The agricultural budget allocation for FY 2026-27 offers little to write home about. While it maintains a steady flow of resources and introduces minor tax adjustments to curb soaring food prices, it largely sticks to the status quo.
The usual provisions -- farm subsidies, credit waivers, fresh credit targets, and direct cash assistance via farmer cards -- are all intact. Yet, this traditional playbook begs a critical question: Why has agricultural growth remained stubbornly stagnant over the past few years?
Unlike the health and education sectors, agriculture saw no significant increase in its funding share within the national budget proposal placed in parliament earlier this month. Beyond the stagnant numbers, the budget lacks a transformative vision. It fails to unlock the true potential of a sector that could offer Bangladesh far more than just staple rice autarky.
Unlocking agricultural potential requires a fundamental shift in policy. Currently, the lion's share of Bangladesh’s agricultural spending is swallowed by recurrent subsidies -- primarily for fertilizer.
Conversely, long-term drivers of productivity and employment remain severely underfunded. These include agricultural research, extension services, market systems, food safety, water management, climate resilience, and the infrastructure needed to connect smallholders to high-value markets.
Policy planners seem to take it for granted that agriculture -- Bangladesh’s largest private sector, powered by the grueling labour of 18 million farming households -- will automatically thrive on routine budgetary support.
It is high time they reconsider. A sector that employs nearly half the national workforce and contributes over a tenth of the GDP demands an immediate, exhaustive review. Without it, we cannot tap into its unrealized potential.
Furthermore, a structural review is essential to answer critical socio economic paradoxes.
Why does a country with abundant human resources, particularly educated youth, suffer from acute farmhand shortages during peak harvesting seasons?
And why do so many jobless young Bangladeshis risk their lives in the Mediterranean to reach Europe when opportunities could be built at home?
Agriculture is also the backbone of female employment, absorbing roughly 58% of all working women. Historically, agricultural growth has been the most potent weapon against poverty in Bangladesh, accounting for 69% of total poverty reduction between 2005-2010, 28% from 2010-2016, and 46% between 2016-2022.
The last time Bangladesh conducted a comprehensive agriculture sector review was in the late 1980s. The subsequent policy reforms fueled a decades-long boom in productivity, providing immense relief to the national economy.
That momentum has run out. Current indicators show that the farm sector has plateaued and desperately needs a renewed policy push.
If we do not act, we will remain trapped in a cycle: Self-sufficient in rice, but entirely import-dependent for other essential cereals and non-cereal foods.
Annual fiscal budgets cannot solve structural stagnation. We need an immediate, holistic sector review to diagnose deep-seated inefficiencies and realign future funding.

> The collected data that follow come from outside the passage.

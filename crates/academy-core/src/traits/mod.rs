//! Core traits defined in `academy-core` and implemented by other crates.

pub mod clock;
pub mod events;
pub mod lock;

pub use clock::{Clock, FixedClock, SystemClock};
pub use events::{EventPublisher, publish_or_warn};
pub use lock::{SweepLease, SweepLock};
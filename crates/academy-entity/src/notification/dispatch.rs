//! Reminder dedup key.

use chrono::{DateTime, Utc};
use serde::{Deserialize, Serialize};
use std::fmt;

use academy_core::types::SubscriptionId;

/// Identifies one expiry reminder: a subscription, a threshold, and the end
/// date it was computed against. A renewed subscription has a new end date
/// and therefore gets fresh reminders.
#[derive(Debug, Clone, Copy, PartialEq, Eq, Hash, Serialize, Deserialize)]
pub struct DispatchKey {
    /// Reminded subscription.
    pub subscription_id: SubscriptionId,
    /// Threshold in days.
    pub days_left: u32,
    /// End date at the time of reminding.
    pub end_date: DateTime<Utc>,
}

impl DispatchKey {
    /// Create a key.
    pub fn new(subscription_id: SubscriptionId, days_left: u32, end_date: DateTime<Utc>) -> Self {
        Self {
            subscription_id,
            days_left,
            end_date,
        }
    }
}

impl fmt::Display for DispatchKey {
    fn fmt(&self, f: &mut fmt::Formatter<'_>) -> fmt::Result {
        write!(
            f,
            "{}:{}d:{}",
            self.subscription_id,
            self.days_left,
            self.end_date.format("%Y-%m-%d")
        )
    }
}
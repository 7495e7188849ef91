//! Stops recordings that ran past their session's scheduled end.

use std::sync::Arc;

use chrono::{DateTime, Utc};
use serde::Serialize;
use tracing::{debug, info, warn};

use academy_core::events::{DomainEvent, SessionEvent};
use academy_core::result::AppResult;
use academy_core::traits::{EventPublisher, publish_or_warn};
use academy_database::traits::{ActiveRecording, RecordingRepository};
use academy_service::meeting::RecordingRegistry;

use crate::lifecycle::RunMode;

/// Lock key and command name.
pub const STOP_EXPIRED_RECORDINGS: &str = "stop-expired-recordings";

/// Outcome of one recording sweep.
#[derive(Debug, Clone, Default, PartialEq, Eq, Serialize)]
pub struct RecordingStopReport {
    /// Recordings past their scheduled end with a registered handler.
    pub eligible: usize,
    /// Stopped at the provider.
    pub stopped_count: usize,
    /// Provider had nothing running; marked stopped locally.
    pub nothing_to_stop: usize,
    /// Failed to stop.
    pub error_count: usize,
    /// Past their end but of a kind without recording support.
    pub unsupported: usize,
    /// Failures raised by the database.
    pub transactional: usize,
    /// Dry run; nothing was stopped.
    pub dry_run: bool,
}

impl RecordingStopReport {
    /// Whether any failure should fail the command.
    pub fn has_transactional_failures(&self) -> bool {
        self.transactional > 0
    }
}

/// Finds recordings whose `scheduled_at + duration <= as_of` and stops them.
#[derive(Clone)]
pub struct RecordingSweep {
    recordings: Arc<dyn RecordingRepository>,
    registry: RecordingRegistry,
    events: Arc<dyn EventPublisher>,
    default_duration_minutes: i64,
}

impl RecordingSweep {
    /// Creates a new recording sweep.
    pub fn new(
        recordings: Arc<dyn RecordingRepository>,
        registry: RecordingRegistry,
        events: Arc<dyn EventPublisher>,
        default_duration_minutes: i64,
    ) -> Self {
        Self {
            recordings,
            registry,
            events,
            default_duration_minutes,
        }
    }

    /// Stop every eligible recording once.
    pub async fn run(&self, as_of: DateTime<Utc>, mode: RunMode) -> AppResult<RecordingStopReport> {
        let active = self.recordings.find_active().await?;
        let mut report = RecordingStopReport {
            dry_run: !mode.is_apply(),
            ..RecordingStopReport::default()
        };

        for item in &active {
            let session = &item.session;
            if !session.has_ended(as_of, self.default_duration_minutes) {
                continue;
            }
            if self.registry.get(session.kind).is_none() {
                debug!(session_id = %session.id, kind = %session.kind, "No recording support for session kind");
                report.unsupported += 1;
                continue;
            }

            report.eligible += 1;
            if mode.is_apply() {
                self.stop_one(item, as_of, &mut report).await;
            }
        }

        info!(
            eligible = report.eligible,
            stopped = report.stopped_count,
            nothing_to_stop = report.nothing_to_stop,
            errors = report.error_count,
            dry_run = report.dry_run,
            "Recording sweep finished"
        );
        Ok(report)
    }

    async fn stop_one(&self, item: &ActiveRecording, as_of: DateTime<Utc>, report: &mut RecordingStopReport) {
        let ActiveRecording { session, recording } = item;
        let Some(handler) = self.registry.get(session.kind) else {
            return;
        };

        let stopped = match handler.stop_recording(session, recording).await {
            Ok(stopped) => stopped,
            Err(e) => {
                warn!(session_id = %session.id, recording_id = %recording.id, error = %e, "Failed to stop recording");
                report.error_count += 1;
                return;
            }
        };

        if !stopped {
            warn!(
                session_id = %session.id,
                recording_id = %recording.id,
                "Provider had no running recording, marking stopped"
            );
        }

        match self.recordings.mark_stopped(recording.id, as_of).await {
            Ok(_) if stopped => report.stopped_count += 1,
            Ok(_) => report.nothing_to_stop += 1,
            Err(e) => {
                warn!(recording_id = %recording.id, error = %e, "Failed to mark recording stopped");
                report.error_count += 1;
                if e.is_persistence() {
                    report.transactional += 1;
                }
                return;
            }
        }

        publish_or_warn(
            self.events.as_ref(),
            DomainEvent::at(
                as_of,
                SessionEvent::RecordingStopped {
                    session_id: session.id,
                    recording_id: recording.id,
                    scheduled_end: session.scheduled_end_time(self.default_duration_minutes),
                }
                .into(),
            ),
        )
        .await;
    }
}

impl std::fmt::Debug for RecordingSweep {
    fn fmt(&self, f: &mut std::fmt::Formatter<'_>) -> std::fmt::Result {
        f.debug_struct("RecordingSweep")
            .field("registry", &self.registry)
            .finish_non_exhaustive()
    }
}
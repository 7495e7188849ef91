//! Session generation, room preparation and the recording stop sweep

mod common;

use chrono::{Duration, NaiveDate, NaiveTime};

use academy_core::traits::SweepLock;
use academy_core::types::{AcademyId, TemplateId};
use academy_entity::job::JobPayload;
use academy_entity::session::{
    RecordingStatus, ScheduleTemplate, SessionKind, SessionStatus,
};
use academy_entity::subscription::{SubscriptionKind, SubscriptionStatus};
use academy_worker::task::{GENERATE_SESSIONS, TaskReport};
use academy_worker::RunMode;

use common::{Harness, MockSubscriptionRepository, t0};

/// Wednesdays at 16:00 for an active subscription ending in 60 days.
fn wednesday_template(h: &Harness) -> ScheduleTemplate {
    let contact = h.students.add_student("Zaid", false);
    let sub = MockSubscriptionRepository::subscription(
        contact.student.id,
        SubscriptionKind::Quran,
        SubscriptionStatus::Active,
        t0() + Duration::days(60),
    );
    h.subscriptions.insert(sub.clone());

    let template = ScheduleTemplate {
        id: TemplateId::new(),
        academy_id: AcademyId::new(),
        subscription_id: Some(sub.id),
        kind: SessionKind::Quran,
        weekday: 2,
        start_time: NaiveTime::from_hms_opt(16, 0, 0).unwrap(),
        duration_minutes: 45,
        starts_on: NaiveDate::from_ymd_opt(2025, 1, 1).unwrap(),
        ends_on: None,
        is_active: true,
        created_at: t0() - Duration::days(90),
    };
    h.templates.insert(template.clone());
    template
}

#[tokio::test]
async fn test_generation_is_idempotent() {
    let h = Harness::new();
    wednesday_template(&h);
    let payload = JobPayload::GenerateSessions { weeks: Some(2) };

    let first = h.ctx.run_task(&payload, t0(), RunMode::Apply).await.unwrap();
    let TaskReport::Generation(first) = first else {
        panic!("expected a generation report");
    };
    assert_eq!(first.created, 2);
    assert_eq!(h.sessions.session_count(), 2);

    let second = h.ctx.run_task(&payload, t0(), RunMode::Apply).await.unwrap();
    let TaskReport::Generation(second) = second else {
        panic!("expected a generation report");
    };
    assert_eq!(second.created, 0);
    assert_eq!(second.existing, 2);
    assert_eq!(h.sessions.session_count(), 2);
}

#[tokio::test]
async fn test_generation_stops_at_subscription_end() {
    let h = Harness::new();
    let template = wednesday_template(&h);
    let sub_id = template.subscription_id.unwrap();
    h.subscriptions.insert({
        let mut sub = h.subscriptions.get(sub_id);
        sub.end_date = t0() + Duration::days(5);
        sub
    });

    let report = h
        .ctx
        .session_generator()
        .generate(t0(), 3)
        .await
        .unwrap();
    assert_eq!(report.created, 1);
    assert_eq!(report.beyond_end, 2);
}

#[tokio::test]
async fn test_generation_skips_inactive_subscription() {
    let h = Harness::new();
    let template = wednesday_template(&h);
    h.subscriptions
        .set_status(template.subscription_id.unwrap(), SubscriptionStatus::Suspended);

    let report = h.ctx.session_generator().generate(t0(), 4).await.unwrap();
    assert_eq!(report.created, 0);
    assert_eq!(report.skipped_templates, 1);
}

#[tokio::test]
async fn test_generation_respects_lock() {
    let h = Harness::new();
    wednesday_template(&h);
    let _lease = h.lock.try_acquire(GENERATE_SESSIONS).await.unwrap().unwrap();

    let report = h
        .ctx
        .run_task(&JobPayload::GenerateSessions { weeks: None }, t0(), RunMode::Apply)
        .await
        .unwrap();
    assert!(matches!(report, TaskReport::Locked { .. }));
    assert_eq!(h.sessions.session_count(), 0);
}

#[tokio::test]
async fn test_prepare_within_window_only() {
    let h = Harness::new();
    let soon = h
        .sessions
        .add_session(SessionKind::Academic, t0() + Duration::minutes(20), Some(60));
    let later = h
        .sessions
        .add_session(SessionKind::Academic, t0() + Duration::minutes(31), Some(60));
    h.sessions.set_status(soon.id, SessionStatus::Scheduled);
    h.sessions.set_status(later.id, SessionStatus::Scheduled);

    let report = h.ctx.session_preparer().prepare(t0(), false).await.unwrap();
    assert_eq!(report.eligible, 1);
    assert_eq!(report.prepared, 1);

    let prepared = h.sessions.session(soon.id);
    assert_eq!(prepared.status, SessionStatus::Ready);
    assert_eq!(prepared.meeting_room, Some(format!("room-{}", soon.id)));
    assert_eq!(h.sessions.session(later.id).status, SessionStatus::Scheduled);

    let again = h.ctx.session_preparer().prepare(t0(), false).await.unwrap();
    assert_eq!(again.eligible, 0);

    let forced = h.ctx.session_preparer().prepare(t0(), true).await.unwrap();
    assert_eq!(forced.prepared, 1);
    assert_eq!(h.meetings.calls(), 2);
}

#[tokio::test]
async fn test_prepare_provider_failure_is_counted() {
    let h = Harness::new();
    let broken = h
        .sessions
        .add_session(SessionKind::Quran, t0() + Duration::minutes(5), None);
    let fine = h
        .sessions
        .add_session(SessionKind::Quran, t0() + Duration::minutes(10), None);
    h.sessions.set_status(broken.id, SessionStatus::Scheduled);
    h.sessions.set_status(fine.id, SessionStatus::Scheduled);
    h.meetings.fail_for(broken.id);

    let report = h.ctx.session_preparer().prepare(t0(), false).await.unwrap();
    assert_eq!(report.prepared, 1);
    assert_eq!(report.errors, 1);
    assert!(!report.has_transactional_failures());
    assert_eq!(h.sessions.session(broken.id).status, SessionStatus::Scheduled);
}

#[tokio::test]
async fn test_recording_stop_boundary() {
    let h = Harness::new();
    let ended = h
        .sessions
        .add_session(SessionKind::Quran, t0() - Duration::minutes(60), None);
    let running = h.sessions.add_session(
        SessionKind::Quran,
        t0() - Duration::minutes(60) + Duration::seconds(1),
        None,
    );
    let ended_rec = h.sessions.start_recording(&ended);
    let running_rec = h.sessions.start_recording(&running);

    let report = h.ctx.recording_sweep().run(t0(), RunMode::Apply).await.unwrap();
    assert_eq!(report.eligible, 1);
    assert_eq!(report.stopped_count, 1);

    let stopped = h.sessions.recording(ended_rec.id);
    assert_eq!(stopped.status, RecordingStatus::Stopped);
    assert_eq!(stopped.stopped_at, Some(t0()));
    assert_eq!(
        h.sessions.recording(running_rec.id).status,
        RecordingStatus::Recording
    );
    assert_eq!(h.recorder.calls_for(running.id), 0);
}

#[tokio::test]
async fn test_recording_sweep_tolerates_failures() {
    let h = Harness::new();
    let start = t0() - Duration::hours(3);
    let failing = h.sessions.add_session(SessionKind::Quran, start, Some(45));
    let idle = h.sessions.add_session(SessionKind::Academic, start, Some(45));
    let ok = h.sessions.add_session(SessionKind::Academic, start, Some(90));
    let interactive = h.sessions.add_session(SessionKind::Interactive, start, Some(30));
    for session in [&failing, &idle, &ok, &interactive] {
        h.sessions.start_recording(session);
    }
    h.recorder.fail_for(failing.id);
    h.recorder.nothing_running_for(idle.id);

    let report = h.ctx.recording_sweep().run(t0(), RunMode::Apply).await.unwrap();
    assert_eq!(report.eligible, 3);
    assert_eq!(report.stopped_count, 1);
    assert_eq!(report.nothing_to_stop, 1);
    assert_eq!(report.error_count, 1);
    assert_eq!(report.unsupported, 1);
    assert!(!report.has_transactional_failures());

    for session in [&failing, &idle, &ok] {
        assert_eq!(h.recorder.calls_for(session.id), 1);
    }
}

#[tokio::test]
async fn test_recording_dry_run_stops_nothing() {
    let h = Harness::new();
    let session = h
        .sessions
        .add_session(SessionKind::Quran, t0() - Duration::hours(2), Some(30));
    let recording = h.sessions.start_recording(&session);

    let report = h
        .ctx
        .run_task(&JobPayload::StopExpiredRecordings, t0(), RunMode::DryRun)
        .await
        .unwrap();
    let TaskReport::Recordings(report) = report else {
        panic!("expected a recording report");
    };
    assert!(report.dry_run);
    assert_eq!(report.eligible, 1);
    assert_eq!(report.stopped_count, 0);
    assert_eq!(h.recorder.calls_for(session.id), 0);
    assert_eq!(
        h.sessions.recording(recording.id).status,
        RecordingStatus::Recording
    );
}

#[tokio::test]
async fn test_recording_mark_failure_is_transactional() {
    let h = Harness::new();
    let session = h
        .sessions
        .add_session(SessionKind::Quran, t0() - Duration::hours(2), Some(30));
    let recording = h.sessions.start_recording(&session);
    h.sessions.fail_stop_mark_for(recording.id);

    let report = h.ctx.recording_sweep().run(t0(), RunMode::Apply).await.unwrap();
    assert_eq!(report.error_count, 1);
    assert!(report.has_transactional_failures());
}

The review must address several critical bottlenecks.
And so on and so forth.
Currently, land use in Bangladesh is unsustainably skewed toward low-productivity rice cultivation, choking off diversification.
Rice occupies about 72% of cultivated land and generates nearly 60% of total crop value. Meanwhile, high-value crops -- such as fruits, vegetables, and spices -- languish on less than 7% of cultivated land.
This is the direct result of a long-standing policy focus on rice self-sufficiency, propped up by fertilizer subsidies and public procurement.
While it successfully secured basic food security, it created a structural bias against nutrient-rich, high-value crops.
This bias has become incredibly costly.
Bangladesh's food import bill is ballooning as the country spends massive amounts of foreign exchange to import wheat, edible oil, and spices.
A sector review would provide the policy blueprint needed to safely transition select lands from rice to high-value, economically-lucrative crops.
The budget outlay for livestock and fisheries is equally discouraging. These high-potential subsectors deserve far better.
If Bangladesh can unlock its untapped dairy potential for example, it can substitute millions of dollars’ worth of imported milk products with homegrown alternatives.
In the fisheries sector, ilish alone contributes 10% of total fish production and accounts for 1% of the national GDP. While there has been plenty of rhetoric surrounding marine fisheries and the "blue economy" over the years, there has been very little progress in turning these resources into actual export revenues.
On the input side, while the budget addresses import taxes on certain fertilizers and pesticides, the seed sector requires much closer attention. Private sector-driven hybridization of rice and vegetable seeds triggered tremendous growth in the late 1990s; replicating that success requires deliberate policy backing today.
Shortcomings in the annual agricultural budget can easily be compensated for by long-term strategic policy shifts. Bangladesh must move away from its rigid, rice-centric land-use patterns, minimize existing yield gaps, and aggressively support the livestock and fisheries sectors.
Finally, the government must rationalize chemical fertilizer use and actively promote bio-pesticides and nano-pesticides to replace the hazardous, high-volume chemical imports currently degrading our soil.
Reaz Ahmad is Editor, Dhaka Tribune.